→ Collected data
=======

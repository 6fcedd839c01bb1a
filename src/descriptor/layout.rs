//! `DescriptorSetLayout`: binding list and flags.

use ash::vk;
use derivative::Derivative;

use crate::handle::{HandleMeta, ObjectType};

#[derive(Debug, Clone)]
pub struct LayoutBinding {
    pub binding: u32,
    pub descriptor_type: vk::DescriptorType,
    pub descriptor_count: u32,
    pub stage_flags: vk::ShaderStageFlags,
    pub flags: vk::DescriptorBindingFlags,
}

/// A tracked `VkDescriptorSetLayout`. Unwrapped handle type (§4.1).
#[derive(Derivative)]
#[derivative(Debug)]
pub struct DescriptorSetLayout {
    meta: HandleMeta,
    bindings: Vec<LayoutBinding>,
    flags: vk::DescriptorSetLayoutCreateFlags,
}

impl DescriptorSetLayout {
    pub fn new(id: u64, bindings: Vec<LayoutBinding>, flags: vk::DescriptorSetLayoutCreateFlags) -> Self {
        Self {
            meta: HandleMeta::with_id(id, ObjectType::DescriptorSetLayout),
            bindings,
            flags,
        }
    }

    pub fn meta(&self) -> &HandleMeta {
        &self.meta
    }

    pub fn bindings(&self) -> &[LayoutBinding] {
        &self.bindings
    }

    pub fn binding(&self, index: u32) -> Option<&LayoutBinding> {
        self.bindings.iter().find(|b| b.binding == index)
    }

    pub fn is_update_after_bind(&self) -> bool {
        self.flags.contains(vk::DescriptorSetLayoutCreateFlags::UPDATE_AFTER_BIND_POOL)
    }
}
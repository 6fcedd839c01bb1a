//! Descriptor sets, pools, layouts, and the copy-on-write snapshot (§3, §4.8).

pub mod cow;
pub mod layout;
pub mod pool;
pub mod set;

pub use cow::DescriptorCow;
pub use layout::DescriptorSetLayout;
pub use pool::DescriptorPool;
pub use set::DescriptorSet;
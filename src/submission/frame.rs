//! `Frame`: a sequence of batches delimited by a swapchain present (§3).

use std::collections::VecDeque;

use crate::handle::Shared;
use crate::submission::batch::SubmissionBatch;

/// One frame's worth of submitted work: every [`SubmissionBatch`] submitted since the previous
/// `vkQueuePresentKHR` up to and including the batch containing it.
#[derive(Debug, Default)]
pub struct Frame {
    pub batches: Vec<Shared<SubmissionBatch>>,
}

impl Frame {
    pub fn push(&mut self, batch: Shared<SubmissionBatch>) {
        self.batches.push(batch);
    }
}

/// The swapchain's retained frame history, used for matching and navigation (§3: "The swapchain
/// retains the last N frames"). A fixed-capacity ring: pushing past `capacity` drops the oldest
/// frame.
#[derive(Debug)]
pub struct FrameHistory {
    frames: VecDeque<Frame>,
    capacity: usize,
}

impl FrameHistory {
    pub fn new(capacity: usize) -> Self {
        Self {
            frames: VecDeque::with_capacity(capacity),
            capacity: capacity.max(1),
        }
    }

    pub fn push_completed_frame(&mut self, frame: Frame) {
        if self.frames.len() >= self.capacity {
            self.frames.pop_front();
        }
        self.frames.push_back(frame);
    }

    pub fn len(&self) -> usize {
        self.frames.len()
    }

    pub fn is_empty(&self) -> bool {
        self.frames.is_empty()
    }

    /// The most recently completed frame, the one the matcher re-locates a selection against
    /// most often.
    pub fn latest(&self) -> Option<&Frame> {
        self.frames.back()
    }

    pub fn iter(&self) -> impl DoubleEndedIterator<Item = &Frame> {
        self.frames.iter()
    }
}

#[cfg(test)]
mod tests {
    use super::*;

    #[test]
    fn history_evicts_oldest_frame_past_capacity() {
        let mut history = FrameHistory::new(2);
        history.push_completed_frame(Frame::default());
        history.push_completed_frame(Frame::default());
        history.push_completed_frame(Frame::default());
        assert_eq!(history.len(), 2);
    }
}
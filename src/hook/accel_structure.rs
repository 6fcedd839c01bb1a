//! Always-on acceleration-structure build capture (§4.6 "Acceleration-structure support").
//!
//! Every `vkCmdBuildAccelerationStructures(Indirect)` is hooked regardless of whether a command
//! is selected, because the application's source geometry buffers may be reused or freed
//! immediately after submission — unlike the rest of the hook, this capture is unconditional.

use std::sync::{Mutex, RwLock, Weak};

use ash::vk;

use crate::handle::{HandleId, HandleMeta, ObjectType, Shared, WeakShared};

/// Which kind of geometry a build captured, mirroring `VkAccelerationStructureGeometryKHR`'s
/// three payload kinds.
#[derive(Debug, Clone)]
pub enum CapturedGeometry {
    Triangles { vertex_data: Vec<u8>, index_data: Option<Vec<u8>> },
    Aabbs { data: Vec<u8> },
    Instances { data: Vec<u8> },
}

/// One build's captured effective input data, copied into layer-owned buffers so it survives
/// past the application freeing or overwriting its source buffers (§4.6).
#[derive(Debug, Clone)]
pub struct AccelStructureBuildState {
    pub is_update: bool,
    pub geometries: Vec<CapturedGeometry>,
    /// For a TLAS build: the BLAS states each instance pointed to at build time, captured by
    /// value so later BLAS rebuilds don't retroactively change what this TLAS state describes.
    pub referenced_blas: Vec<Shared<AccelStructureBuildState>>,
}

/// A tracked `VkAccelerationStructureKHR`. Unwrapped handle type (§4.1).
///
/// Kept minimal relative to the full resource model (`MemoryResource`/`DeviceMemory`): an
/// acceleration structure's binding-to-memory lifecycle is identical to a buffer's and is not
/// duplicated here, only the build-history chain the hook needs.
#[derive(Debug)]
pub struct AccelerationStructure {
    meta: HandleMeta,
    handle: vk::AccelerationStructureKHR,
    is_tlas: bool,
    latest_build: Mutex<Option<Shared<AccelStructureBuildState>>>,
    /// Weak back-references to every TLAS currently pointing at this BLAS, so a BLAS rebuild
    /// can find TLASes that need to capture the new state on their own next hook state (§4.6).
    referencing_tlas: RwLock<Vec<WeakShared<AccelerationStructure>>>,
}

impl AccelerationStructure {
    pub fn new(id: u64, handle: vk::AccelerationStructureKHR, is_tlas: bool) -> Self {
        Self {
            meta: HandleMeta::with_id(id, ObjectType::AccelerationStructure),
            handle,
            is_tlas,
            latest_build: Mutex::new(None),
            referencing_tlas: RwLock::new(Vec::new()),
        }
    }

    pub fn meta(&self) -> &HandleMeta {
        &self.meta
    }

    pub fn handle(&self) -> vk::AccelerationStructureKHR {
        self.handle
    }

    pub fn is_tlas(&self) -> bool {
        self.is_tlas
    }

    pub fn id(&self) -> HandleId {
        self.meta.id()
    }

    /// Record a new build's captured state, replacing whatever the previous build captured.
    pub fn set_latest_build(&self, state: Shared<AccelStructureBuildState>) {
        *self.latest_build.lock().unwrap() = Some(state);
    }

    pub fn latest_build(&self) -> Option<Shared<AccelStructureBuildState>> {
        self.latest_build.lock().unwrap().clone()
    }

    pub fn add_referencing_tlas(&self, tlas: WeakShared<AccelerationStructure>) {
        self.referencing_tlas.write().unwrap().push(tlas);
    }

    /// Every currently-live TLAS that points at this BLAS, used to push a fresh build-state
    /// capture to each one after this BLAS is rebuilt.
    pub fn live_referencing_tlas(&self) -> Vec<Shared<AccelerationStructure>> {
        let mut guard = self.referencing_tlas.write().unwrap();
        guard.retain(|w| w.strong_count() > 0);
        guard.iter().filter_map(Weak::upgrade).collect()
    }
}

/// Build a TLAS's build-state snapshot, capturing by value the current build state of every
/// BLAS it instances so later BLAS rebuilds cannot retroactively change what this snapshot
/// describes (§4.6).
pub fn capture_tlas_build(instances_data: Vec<u8>, instanced_blas: &[Shared<AccelerationStructure>], is_update: bool) -> AccelStructureBuildState {
    let referenced_blas = instanced_blas.iter().filter_map(|blas| blas.latest_build()).collect();
    AccelStructureBuildState {
        is_update,
        geometries: vec![CapturedGeometry::Instances { data: instances_data }],
        referenced_blas,
    }
}

#[cfg(test)]
mod tests {
    use super::*;

    #[test]
    fn blas_rebuild_is_visible_to_its_referencing_tlas() {
        let blas = Shared::new(AccelerationStructure::new(1, vk::AccelerationStructureKHR::null(), false));
        let tlas = Shared::new(AccelerationStructure::new(2, vk::AccelerationStructureKHR::null(), true));
        blas.add_referencing_tlas(Shared::downgrade(&tlas));

        blas.set_latest_build(Shared::new(AccelStructureBuildState {
            is_update: false,
            geometries: vec![CapturedGeometry::Aabbs { data: vec![1, 2, 3] }],
            referenced_blas: vec![],
        }));

        let referencing = blas.live_referencing_tlas();
        assert_eq!(referencing.len(), 1);
        assert!(Shared::ptr_eq(&referencing[0], &tlas));
    }

    #[test]
    fn tlas_capture_copies_blas_state_by_value() {
        let blas = Shared::new(AccelerationStructure::new(1, vk::AccelerationStructureKHR::null(), false));
        blas.set_latest_build(Shared::new(AccelStructureBuildState {
            is_update: false,
            geometries: vec![],
            referenced_blas: vec![],
        }));
        let tlas_state = capture_tlas_build(vec![9, 9], &[blas.clone()], false);
        assert_eq!(tlas_state.referenced_blas.len(), 1);

        blas.set_latest_build(Shared::new(AccelStructureBuildState {
            is_update: true,
            geometries: vec![],
            referenced_blas: vec![],
        }));
        assert!(!tlas_state.referenced_blas[0].is_update, "captured snapshot must not see the later rebuild");
    }
}
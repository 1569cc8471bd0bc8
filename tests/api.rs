use std::sync::atomic::{AtomicUsize, Ordering};
use std::sync::{Arc, Mutex};
use std::time::Duration;

use async_trait::async_trait;
use axum::Router;
use axum::body::Body;
use axum::http::{Request, StatusCode, header};
use http_body_util::BodyExt;
use nanogate::llm::{
    CandidateInvoker, CandidateModel, CascadingSelector, GenerationResponse, LLM, LLMError,
    Prompt, ResponsePart, RetryPolicy,
};
use nanogate::server::MAX_UPLOAD_BYTES;
use nanogate::{AppState, Gateway, app_router};
use serde_json::{Value, json};
use tower::ServiceExt;

/// A text model that always gives the same answer, or always fails.
struct FixedLLM {
    reply: Result<String, LLMError>,
    calls: Arc<AtomicUsize>,
}

#[async_trait]
impl LLM for FixedLLM {
    async fn prompt(&self, _prompt: Prompt) -> Result<String, LLMError> {
        self.calls.fetch_add(1, Ordering::SeqCst);
        self.reply.clone()
    }
}

/// Image models where only `picture_from` returns a picture.
struct FakeImages {
    picture_from: Option<&'static str>,
    prompts: Arc<Mutex<Vec<Prompt>>>,
}

#[async_trait]
impl CandidateInvoker for FakeImages {
    async fn invoke(
        &self,
        candidate: &CandidateModel,
        prompt: &Prompt,
    ) -> Result<GenerationResponse, LLMError> {
        self.prompts.lock().unwrap().push(prompt.clone());
        if self.picture_from == Some(candidate.name()) {
            Ok(GenerationResponse {
                parts: vec![ResponsePart::InlineData {
                    mime_type: "image/png".to_string(),
                    data: vec![1, 2, 3],
                }],
            })
        } else {
            Err(LLMError::PromptError(
                "[503 Service Unavailable] UNAVAILABLE: The model is overloaded.".to_string(),
            ))
        }
    }
}

struct Harness {
    router: Router,
    text_calls: Arc<AtomicUsize>,
    image_prompts: Arc<Mutex<Vec<Prompt>>>,
}

fn harness(reply: Result<String, LLMError>, picture_from: Option<&'static str>) -> Harness {
    let text_calls = Arc::new(AtomicUsize::new(0));
    let image_prompts = Arc::new(Mutex::new(Vec::new()));
    let text = FixedLLM {
        reply,
        calls: text_calls.clone(),
    };
    let images = Arc::new(FakeImages {
        picture_from,
        prompts: image_prompts.clone(),
    });
    let selector = CascadingSelector::new(vec![
        CandidateModel::new("image-model-a"),
        CandidateModel::new("image-model-b"),
    ])
    .unwrap();
    let gateway = Gateway::new(
        Box::new(text),
        Some(RetryPolicy::new(3, Duration::from_secs(2), 1.5)),
        images,
        selector,
    )
    .unwrap();

    Harness {
        router: app_router(AppState::new(gateway)),
        text_calls,
        image_prompts,
    }
}

fn post_json(uri: &str, body: Value) -> Request<Body> {
    Request::builder()
        .method("POST")
        .uri(uri)
        .header(header::CONTENT_TYPE, "application/json")
        .body(Body::from(body.to_string()))
        .unwrap()
}

fn post_multipart(uri: &str, parts: &[(&str, Option<(&str, &str)>, &[u8])]) -> Request<Body> {
    const BOUNDARY: &str = "nanogate-test-boundary";
    let mut body = Vec::new();
    for (name, file, content) in parts {
        body.extend_from_slice(format!("--{BOUNDARY}\r\n").as_bytes());
        match file {
            Some((filename, mime)) => body.extend_from_slice(
                format!(
                    "Content-Disposition: form-data; name=\"{name}\"; filename=\"{filename}\"\r\nContent-Type: {mime}\r\n\r\n"
                )
                .as_bytes(),
            ),
            None => body.extend_from_slice(
                format!("Content-Disposition: form-data; name=\"{name}\"\r\n\r\n").as_bytes(),
            ),
        }
        body.extend_from_slice(content);
        body.extend_from_slice(b"\r\n");
    }
    body.extend_from_slice(format!("--{BOUNDARY}--\r\n").as_bytes());

    Request::builder()
        .method("POST")
        .uri(uri)
        .header(
            header::CONTENT_TYPE,
            format!("multipart/form-data; boundary={BOUNDARY}"),
        )
        .body(Body::from(body))
        .unwrap()
}

async fn send(router: &Router, request: Request<Body>) -> (StatusCode, Value) {
    let response = router.clone().oneshot(request).await.unwrap();
    let status = response.status();
    let bytes = response.into_body().collect().await.unwrap().to_bytes();
    let body = serde_json::from_slice(&bytes).unwrap_or_else(|_| {
        Value::String(String::from_utf8_lossy(&bytes).into_owned())
    });
    (status, body)
}

#[tokio::test]
async fn root_identifies_the_backend() {
    let h = harness(Ok("unused".to_string()), None);
    let request = Request::builder().uri("/").body(Body::empty()).unwrap();
    let (status, body) = send(&h.router, request).await;
    assert_eq!(status, StatusCode::OK);
    assert_eq!(body, json!("NANO BANANA BACKEND"));
}

#[tokio::test]
async fn chat_without_message_is_a_bad_request() {
    let h = harness(Ok("unused".to_string()), None);
    let (status, body) = send(&h.router, post_json("/api/chat", json!({}))).await;

    assert_eq!(status, StatusCode::BAD_REQUEST);
    assert_eq!(
        body,
        json!({
            "error": true,
            "success": false,
            "message": "message is required",
            "details": "message is required"
        })
    );
    assert_eq!(h.text_calls.load(Ordering::SeqCst), 0);
}

#[tokio::test]
async fn chat_returns_cleaned_text() {
    let h = harness(Ok("Sure, **happy** to help!".to_string()), None);
    let (status, body) = send(&h.router, post_json("/api/chat", json!({"message": "hi"}))).await;

    assert_eq!(status, StatusCode::OK);
    assert_eq!(body, json!({"data": "Sure, happy to help!"}));
}

#[tokio::test]
async fn cartoon_story_is_labelled() {
    let h = harness(Ok("Once upon a time.".to_string()), None);
    let (status, body) = send(
        &h.router,
        post_json("/api/cartoon-story", json!({"storyText": "a brave cat"})),
    )
    .await;

    assert_eq!(status, StatusCode::OK);
    assert_eq!(body["type"], "Cartoon-story");
    assert_eq!(body["feature"], "Cartoon studio");
    assert_eq!(body["data"], "Once upon a time.");
}

#[tokio::test]
async fn image_generation_without_body_uses_the_default_prompt() {
    let h = harness(Ok("unused".to_string()), Some("image-model-b"));
    let request = Request::builder()
        .method("POST")
        .uri("/api/generate-image")
        .body(Body::empty())
        .unwrap();
    let (status, body) = send(&h.router, request).await;

    assert_eq!(status, StatusCode::OK);
    assert_eq!(body["type"], "image");
    assert_eq!(body["data"], "data:image/png;base64,AQID");
    assert_eq!(body["model"], "image-model-b");
    assert_eq!(
        body["prompt"],
        "generate the image of dog riding on scooter with remote control"
    );
    assert_eq!(h.image_prompts.lock().unwrap().len(), 2);
    assert_eq!(h.text_calls.load(Ordering::SeqCst), 0);
}

#[tokio::test]
async fn empty_json_body_uses_the_default_prompt() {
    let h = harness(Ok("unused".to_string()), Some("image-model-a"));
    let request = Request::builder()
        .method("POST")
        .uri("/api/generate-image")
        .header(header::CONTENT_TYPE, "application/json")
        .body(Body::empty())
        .unwrap();
    let (status, body) = send(&h.router, request).await;

    assert_eq!(status, StatusCode::OK);
    assert_eq!(body["model"], "image-model-a");
    assert_eq!(
        body["prompt"],
        "generate the image of dog riding on scooter with remote control"
    );
}

#[tokio::test]
async fn malformed_json_gets_the_error_envelope() {
    let h = harness(Ok("unused".to_string()), None);
    let (status, body) = send(
        &h.router,
        post_json("/api/generate-ad", json!({"product": 5})),
    )
    .await;

    assert_eq!(status, StatusCode::BAD_REQUEST);
    assert_eq!(body["error"], true);
    assert_eq!(body["success"], false);
    assert!(
        body["message"]
            .as_str()
            .unwrap()
            .starts_with("Invalid JSON body")
    );
    assert_eq!(body["message"], body["details"]);
    assert_eq!(h.text_calls.load(Ordering::SeqCst), 0);

    let request = Request::builder()
        .method("POST")
        .uri("/api/chat")
        .header(header::CONTENT_TYPE, "application/json")
        .body(Body::from("{\"message\": "))
        .unwrap();
    let (status, body) = send(&h.router, request).await;
    assert_eq!(status, StatusCode::BAD_REQUEST);
    assert_eq!(body["error"], true);
}

#[tokio::test]
async fn image_generation_degrades_when_no_model_draws() {
    let h = harness(Ok("A scooter-riding dog.".to_string()), None);
    let (status, body) = send(
        &h.router,
        post_json("/api/generate-image", json!({"prompt": "a dog"})),
    )
    .await;

    assert_eq!(status, StatusCode::OK);
    assert_eq!(body["type"], "text");
    assert!(body["data"].as_str().unwrap().contains("A scooter-riding dog."));
    assert!(body["note"].is_string());
    assert_eq!(h.text_calls.load(Ordering::SeqCst), 1);
}

#[tokio::test(start_paused = true)]
async fn overloaded_text_model_maps_to_service_unavailable() {
    let h = harness(
        Err(LLMError::PromptError("503 The model is overloaded".to_string())),
        None,
    );
    let (status, body) = send(
        &h.router,
        post_json("/api/generate-animation", json!({"prompt": "samurai"})),
    )
    .await;

    assert_eq!(status, StatusCode::SERVICE_UNAVAILABLE);
    assert_eq!(body["error"], true);
    assert!(
        body["message"]
            .as_str()
            .unwrap()
            .contains("temporarily overloaded")
    );
    assert_eq!(body["details"], "Animation generation temporarily unavailable");
    assert_eq!(h.text_calls.load(Ordering::SeqCst), 3);
}

#[tokio::test]
async fn fatal_text_failure_is_not_retried() {
    let h = harness(
        Err(LLMError::PromptError("API key not valid".to_string())),
        None,
    );
    let (status, body) = send(
        &h.router,
        post_json("/api/generate-ad", json!({"product": "shoes"})),
    )
    .await;

    assert_eq!(status, StatusCode::INTERNAL_SERVER_ERROR);
    assert_eq!(body["message"], "AI service error: API key not valid");
    assert_eq!(body["details"], "Advertisement generation temporarily unavailable");
    assert_eq!(h.text_calls.load(Ordering::SeqCst), 1);
}

#[tokio::test]
async fn photo_upload_is_sent_to_the_image_models() {
    let h = harness(Ok("unused".to_string()), Some("image-model-a"));
    let request = post_multipart(
        "/api/transform-photo",
        &[
            ("image", Some(("me.jpg", "image/jpeg")), &b"\xff\xd8\xff"[..]),
            ("era", None, &b"1920s"[..]),
            ("style", None, &b"sepia"[..]),
        ],
    );
    let (status, body) = send(&h.router, request).await;

    assert_eq!(status, StatusCode::OK);
    assert_eq!(body["type"], "image");
    assert_eq!(body["feature"], "Time Travel Camera");
    assert_eq!(body["targetEra"], "1920s");
    assert_eq!(body["targetStyle"], "sepia");

    let prompts = h.image_prompts.lock().unwrap();
    let image = prompts[0].image.as_ref().unwrap();
    assert_eq!(image.mime_type, "image/jpeg");
    assert_eq!(image.data, b"\xff\xd8\xff".to_vec());
    assert!(prompts[0].text.contains("1920s"));
}

#[tokio::test]
async fn photo_upload_must_be_an_image() {
    let h = harness(Ok("unused".to_string()), Some("image-model-a"));
    let request = post_multipart(
        "/api/transform-photo",
        &[("image", Some(("notes.txt", "text/plain")), &b"hello"[..])],
    );
    let (status, body) = send(&h.router, request).await;

    assert_eq!(status, StatusCode::BAD_REQUEST);
    assert_eq!(body["message"], "Only image files are allowed!");
    assert!(h.image_prompts.lock().unwrap().is_empty());
}

#[tokio::test]
async fn photo_without_upload_is_described() {
    let h = harness(Ok("Imagine a top hat.".to_string()), Some("image-model-a"));
    let (status, body) = send(
        &h.router,
        post_json("/api/transform-photo", json!({"description": "me at the beach"})),
    )
    .await;

    assert_eq!(status, StatusCode::OK);
    assert_eq!(body["type"], "photo-transform");
    assert_eq!(body["data"], "Imagine a top hat.");
    assert_eq!(body["note"], "Text-only transformation (no image uploaded)");
    assert!(h.image_prompts.lock().unwrap().is_empty());
}

#[tokio::test]
async fn photo_upload_at_the_size_limit_is_accepted() {
    let h = harness(Ok("unused".to_string()), Some("image-model-a"));
    let image = vec![0u8; MAX_UPLOAD_BYTES];
    let request = post_multipart(
        "/api/transform-photo",
        &[("image", Some(("big.png", "image/png")), &image[..])],
    );
    let (status, body) = send(&h.router, request).await;

    assert_eq!(status, StatusCode::OK);
    assert_eq!(body["type"], "image");
    let prompts = h.image_prompts.lock().unwrap();
    assert_eq!(prompts[0].image.as_ref().unwrap().data.len(), MAX_UPLOAD_BYTES);
}

#[tokio::test]
async fn photo_upload_over_the_size_limit_is_rejected() {
    let h = harness(Ok("unused".to_string()), Some("image-model-a"));
    let image = vec![0u8; MAX_UPLOAD_BYTES + 1];
    let request = post_multipart(
        "/api/transform-photo",
        &[("image", Some(("big.png", "image/png")), &image[..])],
    );
    let (status, body) = send(&h.router, request).await;

    assert_eq!(status, StatusCode::BAD_REQUEST);
    assert_eq!(body["message"], "Image too large: the limit is 10 MiB");
    assert!(h.image_prompts.lock().unwrap().is_empty());
}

=======

→ The task
Using the entries above, work out the number of lines containing the string "happy", and supply only that number.

→ Output for this task
2